Um homem de 30 anos, natural do município de Canguçu, foi preso pela Polícia Rodoviária Federal na manhã de segunda-feira (3), durante uma fiscalização realizada na BR-290, em Eldorado do Sul, na Região Metropolitana de Porto Alegre.
A prisão ocorreu por volta do meio-dia, após agentes da PRF abordarem um caminhão Volvo FH 540, com placas de Pelotas. O veículo seguia de Caçapava do Sul em direção ao município de Mostardas quando recebeu ordem de parada.
Durante a abordagem, os policiais realizaram a conferência da documentação do condutor e consultaram os sistemas de segurança. A verificação apontou a existência de um mandado de prisão em aberto contra o motorista.
Conforme as informações divulgadas pela Polícia Rodoviária Federal, a ordem judicial estava relacionada a uma condenação por crime previsto na Lei Maria da Penha, legislação voltada à prevenção e ao enfrentamento da violência doméstica e familiar contra a mulher.
Após a confirmação da validade do mandado, o homem recebeu voz de prisão e foi encaminhado à Polícia Judiciária para a realização dos procedimentos legais.
Mandado foi identificado durante fiscalização
A prisão não ocorreu em razão de uma nova ocorrência registrada naquele momento, mas pelo cumprimento de uma determinação judicial que permanecia pendente.
Durante fiscalizações em rodovias federais, os agentes verificam documentos pessoais, habilitação, situação do veículo e possíveis registros existentes nos sistemas de segurança.
Quando é localizado um mandado de prisão válido, a pessoa abordada é detida e encaminhada à autoridade policial responsável, que realiza o registro e comunica o cumprimento da ordem ao Poder Judiciário.
No caso registrado em Eldorado do Sul, o motorista conduzia normalmente o caminhão pela BR-290 quando foi selecionado para a fiscalização.
A PRF não divulgou detalhes sobre a data da condenação, o município onde o processo tramitou ou a pena determinada pela Justiça.
Homem possuía antecedente por lesão corporal
Segundo as informações repassadas pela corporação, o homem também possuía antecedente policial por lesão corporal.
A existência de antecedente não significa, por si só, que o fato esteja diretamente relacionado ao mandado cumprido durante a abordagem. Os detalhes sobre o processo e a condenação permanecem sob responsabilidade da Justiça.
A Lei Maria da Penha estabelece mecanismos para prevenir e combater a violência doméstica e familiar contra a mulher.
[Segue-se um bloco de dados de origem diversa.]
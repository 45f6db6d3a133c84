//! Parallel experimentation framework for elevator simulation parameter sweeps.
//!
//! This crate runs multiple simulations in parallel with varying parameters,
//! extracts wait/travel time metrics, and ranks configurations to analyze how
//! car counts, capacity, and dispatch policy affect service quality.
//!
//! # Quick Start
//!
//! ```no_run
//! use lift_experiments::{find_best_result_index, run_parallel_experiments, ParameterSpace};
//!
//! // Define parameter space (grid search)
//! let space = ParameterSpace::grid()
//!     .elevators_per_bank(vec![2, 4, 6])
//!     .num_persons(vec![100, 200])
//!     .floor_count(vec![10, 20]);
//!
//! // Generate parameter sets
//! let parameter_sets = space.generate();
//!
//! // Run experiments in parallel
//! let results = run_parallel_experiments(parameter_sets, None);
//!
//! // Find the configuration with the lowest average wait
//! let best_idx = find_best_result_index(&results).unwrap();
//! ```
//!
//! # Architecture
//!
//! - [`parameters`]: Parameter variation framework (grid search, random sampling)
//! - [`runner`]: Parallel simulation execution using rayon
//! - [`metrics`]: Metrics extraction from simulation results
//! - [`export`]: Result export to CSV/JSON and best-configuration lookup

pub mod export;
pub mod metrics;
pub mod parameters;
pub mod runner;

pub use export::{export_to_csv, export_to_json, find_best_parameters, find_best_result_index};
pub use metrics::{extract_metrics, SimulationResult};
pub use parameters::{ParameterSet, ParameterSpace};
pub use runner::{run_parallel_experiments, run_parallel_experiments_with_progress, run_single_simulation};
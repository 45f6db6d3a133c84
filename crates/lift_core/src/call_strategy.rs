//! Strategies for choosing which elevator banks a person calls.

use bevy_ecs::prelude::{Entity, Resource};
use rand::rngs::StdRng;
use rand::{Rng, SeedableRng};

/// Which call strategy a scenario should use.
#[derive(Debug, Clone, Copy, PartialEq, Eq, Default)]
pub enum CallStrategyKind {
    /// Call a single randomly chosen bank.
    #[default]
    RandomBank,
    /// Call every bank and board whichever car arrives first.
    AllBanks,
}

#[derive(Resource)]
pub struct CallStrategy {
    kind: CallStrategyKind,
    rng: StdRng,
}

impl CallStrategy {
    pub fn new(kind: CallStrategyKind, seed: Option<u64>) -> Self {
        let rng = match seed {
            Some(seed) => StdRng::seed_from_u64(seed),
            None => StdRng::from_entropy(),
        };
        Self { kind, rng }
    }

    pub fn kind(&self) -> CallStrategyKind {
        self.kind
    }

    /// The banks a person should call for their next trip.
    pub fn select(&mut self, banks: &[Entity]) -> Vec<Entity> {
        if banks.is_empty() {
            return Vec::new();
        }
        match self.kind {
            CallStrategyKind::RandomBank => {
                let index = self.rng.gen_range(0..banks.len());
                vec![banks[index]]
            }
            CallStrategyKind::AllBanks => banks.to_vec(),
        }
    }
}
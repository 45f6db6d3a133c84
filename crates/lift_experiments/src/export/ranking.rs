use crate::metrics::SimulationResult;

/// Index of the run with the lowest average wait time, ignoring runs
/// that completed no rides.
pub(crate) fn find_best_index_by_wait(results: &[SimulationResult]) -> Option<usize> {
    results
        .iter()
        .enumerate()
        .filter(|(_, result)| result.completed_trips > 0)
        .min_by(|(_, a), (_, b)| {
            a.avg_wait_ms
                .partial_cmp(&b.avg_wait_ms)
                .unwrap_or(std::cmp::Ordering::Equal)
        })
        .map(|(idx, _)| idx)
}
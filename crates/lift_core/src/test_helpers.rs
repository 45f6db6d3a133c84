//! Test helpers for common test setup and utilities.
//!
//! This module provides shared test utilities to reduce duplication across test files.

use bevy_ecs::prelude::{Entity, World};

use crate::bank::ElevatorBank;
use crate::building::Floor;
use crate::call_strategy::{CallStrategy, CallStrategyKind};
use crate::dispatch::{build_dispatch_algorithm, DispatchAlgorithmKind};
use crate::elevator::{Elevator, DEFAULT_CAPACITY};

/// Number of floors in the standard test building.
pub const TEST_FLOOR_COUNT: u32 = 5;

/// Floors of the standard test building, ground floor first.
pub fn test_floors() -> Vec<Floor> {
    (1..=TEST_FLOOR_COUNT).map(Floor::new).collect()
}

/// Create a basic test world with essential resources.
///
/// This is a convenience function for tests that need a minimal world setup.
/// For more complex scenarios, use the full `build_scenario` function.
pub fn create_test_world() -> World {
    let mut world = World::new();
    world.insert_resource(crate::clock::SimulationClock::default());
    world.insert_resource(crate::telemetry::SimTelemetry::default());
    world.insert_resource(crate::telemetry::SimSnapshotConfig::default());
    world.insert_resource(crate::telemetry::SimSnapshots::default());
    world.insert_resource(crate::scenario::ElevatorTiming::default());
    world.insert_resource(build_dispatch_algorithm(
        &DispatchAlgorithmKind::NearestElevator,
    ));
    world.insert_resource(CallStrategy::new(CallStrategyKind::RandomBank, Some(1)));
    world
}

/// Spawn a bank serving [test_floors] with `elevator_count` cars registered,
/// returning the bank entity and the car entities in registration order.
pub fn spawn_test_bank(world: &mut World, elevator_count: usize) -> (Entity, Vec<Entity>) {
    let mut bank = ElevatorBank::new(test_floors());
    let mut cars = Vec::with_capacity(elevator_count);
    for _ in 0..elevator_count {
        let car = world
            .spawn(Elevator::new(test_floors(), DEFAULT_CAPACITY))
            .id();
        bank.register_elevator(car);
        cars.push(car);
    }
    let bank_entity = world.spawn(bank).id();
    (bank_entity, cars)
}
Dependendo das circunstâncias, os processos podem envolver crimes como lesão corporal, ameaça, perseguição, descumprimento de medida protetiva e outras condutas previstas na legislação penal.
No entanto, a PRF informou apenas que o mandado estava vinculado a uma condenação por crime relacionado à lei, sem apresentar outros detalhes sobre o caso.
Condutor foi apresentado à Polícia Judiciária
Depois da prisão, o homem foi levado para a Polícia Judiciária, onde foram adotadas as providências necessárias para formalizar o cumprimento da ordem.
Após o registro da ocorrência, ele deverá permanecer à disposição da Justiça, que definirá o encaminhamento ao sistema prisional e as próximas medidas relacionadas à condenação.
O procedimento de apresentação à autoridade policial é obrigatório para confirmar os dados do preso, verificar as condições do mandado e comunicar oficialmente a captura ao órgão judicial responsável.
Não foram divulgadas informações sobre irregularidades no caminhão, apreensões ou participação de outras pessoas na ocorrência.
Fiscalizações auxiliam no cumprimento de ordens judiciais
Além de atuar na prevenção de acidentes, combate ao tráfico de drogas e fiscalização das normas de trânsito, a Polícia Rodoviária Federal também consulta os sistemas de segurança durante as abordagens realizadas nas rodovias.
Essas verificações possibilitam localizar veículos roubados ou adulterados, pessoas procuradas pela Justiça e outras situações que exigem providências policiais.
A abordagem realizada na BR-290 resultou no cumprimento do mandado e na retirada do homem da condição de procurado.
A ocorrência foi encaminhada aos órgãos competentes e seguirá sob responsabilidade do Poder Judiciário.